Il en va de même pour l’ironie verbale qui ne se manifeste qu’à travers un énoncé, et qui, dans le roman, peut être très aisément assumée par un personnage ou un narrateur. Dans les récits de Vallotton, elle donne à entendre la voix et les opinions de l’artiste lui-même qui l’utilise ainsi surtout afin d’insister sur la dépravation de son temps, l’art inclus. Lucien, dans Les Soupirs de Cyprien Morus, raconte ainsi avec sarcasme son pénible travail à l’administration des Beaux-arts : « Il n’est (…) pas obligatoire du tout que telle statue ou telle colonnade existe en fait, mais il l’est qu’on en ait ici la trace. Au point de vue administratif, la disparition de l’objet est cent fois moins grave que ne le serait son dossier » [25]. Notons que l’ekphrasis est une fois de plus enchâssée dans ce passage où le commentaire sur l’œuvre est désacralisé, réduit à une fonction proprement institutionnelle. L’objet d’art ne compte pas, seule compte sa trace administrative, son « dossier » : l’écrit prend donc la place de l’art, non pour l’exalter mais pour le vider de son essence, pour en faire un objet de marchandage (cf. supra) ou d’inventaire.

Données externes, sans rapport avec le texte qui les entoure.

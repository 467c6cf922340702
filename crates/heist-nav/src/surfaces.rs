//! Gathering nav surfaces from live physics bodies.

use heist_core::types::BodyId;
use heist_physics::backend::PhysicsBackend;
use heist_physics::registry::RigidBodyRegistry;

use crate::graph::Surface;

/// World-space outlines of every wall and platform, in registry order.
///
/// Bodies listed in `stage_members` are flagged as rotating with the stage.
pub fn collect_surfaces(
    registry: &RigidBodyRegistry,
    backend: &dyn PhysicsBackend,
    stage_members: &[BodyId],
) -> Vec<Surface> {
    registry
        .iter()
        .filter(|r| r.kind.is_surface())
        .filter_map(|r| {
            let pose = backend.pose(r.handle)?;
            Some(Surface {
                owner: r.id,
                outline: registry.world_outline(r.id, pose)?,
                on_stage: stage_members.contains(&r.id),
            })
        })
        .collect()
}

Les récits présentent enfin une troisième forme d’ironie, plus complexe et plus rare, qui s’inscrit pleinement dans la modernité littéraire de l’époque. Le romantisme allemand dans lequel elle puise ses sources lui vaut l’appellation d’« ironie romantique » [26]. Théorisée par Friedrich Schlegel, elle consiste au départ en une attitude de distanciation vis-à-vis du monde dans le but d’en percevoir le chaos et les contradictions. Investie dans l’art, l’ironie romantique se fonde sur deux principes, la rupture de l’illusion et la distanciation critique, qui permettent d’objectiver l’œuvre et d’y poser un regard critique. On peut affirmer que la première de ces caractéristiques au moins trouve sa place dans la production plastique de Vallotton. Si nous avons vu en effet qu’il accorde de l’importance aux sujets de ses toiles, l’illusionnisme est toutefois absolument rejeté par l’artiste – et par l’ensemble du groupe des nabis d’ailleurs –, et les qualités proprement plastiques des œuvres sont mises en avant : les courbes, les formes et les contrastes sont exaltés, parfois au détriment du sujet. La rupture de l’illusion s’affirme également, dans les romans du peintre, par la mention récurrente du narrateur ainsi que du lecteur : « Le lecteur sourira d’une telle puérilité, mais reconnaîtra néanmoins que Lucien Noral n’était pas absolument illogique en ses déductions » [27] (exemple tiré des Soupirs de Cyprien Morus), fait brutalement éclater le vraisemblable de la narration et découvre le caractère artificiel et construit du texte.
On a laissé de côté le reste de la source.